BEGIN
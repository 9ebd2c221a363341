//! Shared data model, error taxonomy and configuration.

use std::collections::BTreeMap;
use std::path::PathBuf;

use serde::{Deserialize, Serialize};

pub mod config;
mod error;

pub use config::{Account, Config, ConfigFile, ConfigSource, Preset, Settings};
pub use error::{MailError, Result};

pub const DEFAULT_FOLDER: &str = "INBOX";

/// A message ready to be handed to the SMTP sender.
#[derive(Debug, Clone, Default, PartialEq, Eq)]
pub struct OutgoingMessage {
    pub from: String,
    pub to: String,
    pub cc: Vec<String>,
    pub bcc: Vec<String>,
    pub subject: String,
    pub plain_body: String,
    pub html_body: Option<String>,
    pub attachments: Vec<PathBuf>,
}

impl OutgoingMessage {
    /// Envelope recipients: To, then Cc, then Bcc.
    pub fn recipients(&self) -> Vec<&str> {
        std::iter::once(self.to.as_str())
            .chain(self.cc.iter().map(String::as_str))
            .chain(self.bcc.iter().map(String::as_str))
            .collect()
    }
}

/// One fetched email, parsed from the raw RFC 822 payload.
#[derive(Debug, Clone, Default, PartialEq, Eq, Serialize, Deserialize)]
pub struct MailboxRecord {
    pub id: String,
    pub from: String,
    pub to: String,
    pub subject: String,
    pub date: Option<String>,
    pub body: String,
    pub attachments: Vec<String>,
    #[serde(default, skip_serializing_if = "Option::is_none")]
    pub error: Option<String>,
}

impl MailboxRecord {
    pub fn unavailable(id: &str, reason: impl Into<String>) -> Self {
        Self {
            id: id.to_string(),
            error: Some(reason.into()),
            ..Self::default()
        }
    }
}

#[derive(Debug, Clone, PartialEq, Serialize)]
#[serde(untagged)]
pub enum Payload {
    Listing {
        folder: String,
        #[serde(skip_serializing_if = "Option::is_none")]
        query: Option<String>,
        total: usize,
        emails: Vec<MailboxRecord>,
    },
    Message {
        folder: String,
        email_id: String,
        #[serde(skip_serializing_if = "Option::is_none")]
        email: Option<MailboxRecord>,
    },
    Deleted {
        folder: String,
        email_id: String,
    },
    Folders {
        folders: Vec<String>,
    },
    FolderCreated {
        folder: String,
    },
    Sent {
        to: String,
        subject: String,
        message_id: Option<String>,
    },
    Presets {
        presets: Vec<String>,
        total: usize,
        #[serde(skip)]
        entries: BTreeMap<String, Preset>,
    },
    Preset {
        name: String,
        preset: Option<Preset>,
    },
    Recipients {
        groups: Vec<String>,
        total: usize,
        #[serde(skip)]
        members: BTreeMap<String, Vec<String>>,
    },
}

impl Payload {
    pub fn empty_listing(folder: &str, query: Option<&str>) -> Self {
        Self::Listing {
            folder: folder.to_string(),
            query: query.map(str::to_string),
            total: 0,
            emails: Vec::new(),
        }
    }

    pub fn presets(entries: &BTreeMap<String, Preset>) -> Self {
        Self::Presets {
            presets: entries.keys().cloned().collect(),
            total: entries.len(),
            entries: entries.clone(),
        }
    }

    pub fn recipients(members: &BTreeMap<String, Vec<String>>) -> Self {
        Self::Recipients {
            groups: members.keys().cloned().collect(),
            total: members.len(),
            members: members.clone(),
        }
    }
}

/// Uniform result of every command. Failures travel here instead of as
/// errors so a single formatter can print them.
#[derive(Debug, Clone, PartialEq, Serialize)]
pub struct OperationResult {
    pub success: bool,
    #[serde(skip_serializing_if = "Option::is_none")]
    pub error: Option<String>,
    #[serde(skip_serializing_if = "Option::is_none")]
    pub error_kind: Option<String>,
    #[serde(flatten)]
    pub payload: Payload,
}

impl OperationResult {
    pub fn ok(payload: Payload) -> Self {
        Self {
            success: true,
            error: None,
            error_kind: None,
            payload,
        }
    }

    pub fn failed(payload: Payload, err: &MailError) -> Self {
        Self {
            success: false,
            error: Some(err.to_string()),
            error_kind: Some(err.kind().to_string()),
            payload,
        }
    }

    /// Converts an operation outcome, using `fallback` as the payload of a
    /// failed result.
    pub fn settle<F>(outcome: Result<Payload>, fallback: F) -> Self
    where
        F: FnOnce() -> Payload,
    {
        match outcome {
            Ok(payload) => Self::ok(payload),
            Err(err) => {
                tracing::warn!(kind = err.kind(), "operation failed: {}", err);
                Self::failed(fallback(), &err)
            }
        }
    }
}

#[cfg(test)]
mod tests {
    use serde_json::json;

    use super::{MailError, MailboxRecord, OperationResult, OutgoingMessage, Payload};

    #[test]
    fn listing_serializes_flat_for_the_notifier() {
        let result = OperationResult::ok(Payload::Listing {
            folder: "INBOX".to_string(),
            query: None,
            total: 1,
            emails: vec![MailboxRecord {
                id: "7".to_string(),
                from: "Ann <ann@x.com>".to_string(),
                to: "me@x.com".to_string(),
                subject: "Hi".to_string(),
                date: None,
                body: "hello".to_string(),
                attachments: vec![],
                error: None,
            }],
        });
        let value = serde_json::to_value(&result).unwrap();
        assert_eq!(
            value,
            json!({
                "success": true,
                "folder": "INBOX",
                "total": 1,
                "emails": [{
                    "id": "7",
                    "from": "Ann <ann@x.com>",
                    "to": "me@x.com",
                    "subject": "Hi",
                    "date": null,
                    "body": "hello",
                    "attachments": []
                }]
            })
        );
    }

    #[test]
    fn settle_keeps_fallback_payload_on_failure() {
        let result = OperationResult::settle(Err(MailError::transport("connection reset")), || {
            Payload::Deleted {
                folder: "INBOX".to_string(),
                email_id: "42".to_string(),
            }
        });
        assert!(!result.success);
        assert_eq!(result.error.as_deref(), Some("connection reset"));
        assert_eq!(result.error_kind.as_deref(), Some("transport"));
        let value = serde_json::to_value(&result).unwrap();
        assert_eq!(value["email_id"], "42");
    }

    #[test]
    fn recipients_are_to_then_cc_then_bcc() {
        let message = OutgoingMessage {
            to: "a@x.com".to_string(),
            cc: vec!["b@x.com".to_string()],
            bcc: vec!["c@x.com".to_string()],
            ..OutgoingMessage::default()
        };
        assert_eq!(message.recipients(), vec!["a@x.com", "b@x.com", "c@x.com"]);
    }
}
END
What you are asked to do
Reproduce the entries above in full, precisely as written.

Expected output
repository 9ebd2c221a363341
//! Shared data model, error taxonomy and configuration.

use std::collections::BTreeMap;
use std::path::PathBuf;

use serde::{Deserialize, Serialize};

pub mod config;
mod error;

pub use config::{Account, Config, ConfigFile, ConfigSource, Preset, Settings};
pub use error::{MailError, Result};

pub const DEFAULT_FOLDER: &str = "INBOX";

/// A message ready to be handed to the SMTP sender.
#[derive(Debug, Clone, Default, PartialEq, Eq)]
pub struct OutgoingMessage {
    pub from: String,
    pub to: String,
    pub cc: Vec<String>,
    pub bcc: Vec<String>,
    pub subject: String,
    pub plain_body: String,
    pub html_body: Option<String>,
    pub attachments: Vec<PathBuf>,
}

impl OutgoingMessage {
    /// Envelope recipients: To, then Cc, then Bcc.
    pub fn recipients(&self) -> Vec<&str> {
        std::iter::once(self.to.as_str())
            .chain(self.cc.iter().map(String::as_str))
            .chain(self.bcc.iter().map(String::as_str))
            .collect()
    }
}

/// One fetched email, parsed from the raw RFC 822 payload.
#[derive(Debug, Clone, Default, PartialEq, Eq, Serialize, Deserialize)]
pub struct MailboxRecord {
    pub id: String,
    pub from: String,
    pub to: String,
    pub subject: String,
    pub date: Option<String>,
    pub body: String,
    pub attachments: Vec<String>,
    #[serde(default, skip_serializing_if = "Option::is_none")]
    pub error: Option<String>,
}

impl MailboxRecord {
    pub fn unavailable(id: &str, reason: impl Into<String>) -> Self {
        Self {
            id: id.to_string(),
            error: Some(reason.into()),
            ..Self::default()
        }
    }
}

#[derive(Debug, Clone, PartialEq, Serialize)]
#[serde(untagged)]
pub enum Payload {
    Listing {
        folder: String,
        #[serde(skip_serializing_if = "Option::is_none")]
        query: Option<String>,
        total: usize,
        emails: Vec<MailboxRecord>,
    },
    Message {
        folder: String,
        email_id: String,
        #[serde(skip_serializing_if = "Option::is_none")]
        email: Option<MailboxRecord>,
    },
    Deleted {
        folder: String,
        email_id: String,
    },
    Folders {
        folders: Vec<String>,
    },
    FolderCreated {
        folder: String,
    },
    Sent {
        to: String,
        subject: String,
        message_id: Option<String>,
    },
    Presets {
        presets: Vec<String>,
        total: usize,
        #[serde(skip)]
        entries: BTreeMap<String, Preset>,
    },
    Preset {
        name: String,
        preset: Option<Preset>,
    },
    Recipients {
        groups: Vec<String>,
        total: usize,
        #[serde(skip)]
        members: BTreeMap<String, Vec<String>>,
    },
}

impl Payload {
    pub fn empty_listing(folder: &str, query: Option<&str>) -> Self {
        Self::Listing {
            folder: folder.to_string(),
            query: query.map(str::to_string),
            total: 0,
            emails: Vec::new(),
        }
    }

    pub fn presets(entries: &BTreeMap<String, Preset>) -> Self {
        Self::Presets {
            presets: entries.keys().cloned().collect(),
            total: entries.len(),
            entries: entries.clone(),
        }
    }

    pub fn recipients(members: &BTreeMap<String, Vec<String>>) -> Self {
        Self::Recipients {
            groups: members.keys().cloned().collect(),
            total: members.len(),
            members: members.clone(),
        }
    }
}

/// Uniform result of every command. Failures travel here instead of as
/// errors so a single formatter can print them.
#[derive(Debug, Clone, PartialEq, Serialize)]
pub struct OperationResult {
    pub success: bool,
    #[serde(skip_serializing_if = "Option::is_none")]
    pub error: Option<String>,
    #[serde(skip_serializing_if = "Option::is_none")]
    pub error_kind: Option<String>,
    #[serde(flatten)]
    pub payload: Payload,
}

impl OperationResult {
    pub fn ok(payload: Payload) -> Self {
        Self {
            success: true,
            error: None,
            error_kind: None,
            payload,
        }
    }

    pub fn failed(payload: Payload, err: &MailError) -> Self {
        Self {
            success: false,
            error: Some(err.to_string()),
            error_kind: Some(err.kind().to_string()),
            payload,
        }
    }

    /// Converts an operation outcome, using `fallback` as the payload of a
    /// failed result.
    pub fn settle<F>(outcome: Result<Payload>, fallback: F) -> Self
    where
        F: FnOnce() -> Payload,
    {
        match outcome {
            Ok(payload) => Self::ok(payload),
            Err(err) => {
                tracing::warn!(kind = err.kind(), "operation failed: {}", err);
                Self::failed(fallback(), &err)
            }
        }
    }
}

#[cfg(test)]
mod tests {
    use serde_json::json;

    use super::{MailError, MailboxRecord, OperationResult, OutgoingMessage, Payload};

    #[test]
    fn listing_serializes_flat_for_the_notifier() {
        let result = OperationResult::ok(Payload::Listing {
            folder: "INBOX".to_string(),
            query: None,
            total: 1,
            emails: vec![MailboxRecord {
                id: "7".to_string(),
                from: "Ann <ann@x.com>".to_string(),
                to: "me@x.com".to_string(),
                subject: "Hi".to_string(),
                date: None,
                body: "hello".to_string(),
                attachments: vec![],
                error: None,
            }],
        });
        let value = serde_json::to_value(&result).unwrap();
        assert_eq!(
            value,
            json!({
                "success": true,
                "folder": "INBOX",
                "total": 1,
                "emails": [{
                    "id": "7",
                    "from": "Ann <ann@x.com>",
                    "to": "me@x.com",
                    "subject": "Hi",
                    "date": null,
                    "body": "hello",
                    "attachments": []
                }]
            })
        );
    }

    #[test]
    fn settle_keeps_fallback_payload_on_failure() {
        let result = OperationResult::settle(Err(MailError::transport("connection reset")), || {
            Payload::Deleted {
                folder: "INBOX".to_string(),
                email_id: "42".to_string(),
            }
        });
        assert!(!result.success);
        assert_eq!(result.error.as_deref(), Some("connection reset"));
        assert_eq!(result.error_kind.as_deref(), Some("transport"));
        let value = serde_json::to_value(&result).unwrap();
        assert_eq!(value["email_id"], "42");
    }

    #[test]
    fn recipients_are_to_then_cc_then_bcc() {
        let message = OutgoingMessage {
            to: "a@x.com".to_string(),
            cc: vec!["b@x.com".to_string()],
            bcc: vec!["c@x.com".to_string()],
            ..OutgoingMessage::default()
        };
        assert_eq!(message.recipients(), vec!["a@x.com", "b@x.com", "c@x.com"]);
    }
}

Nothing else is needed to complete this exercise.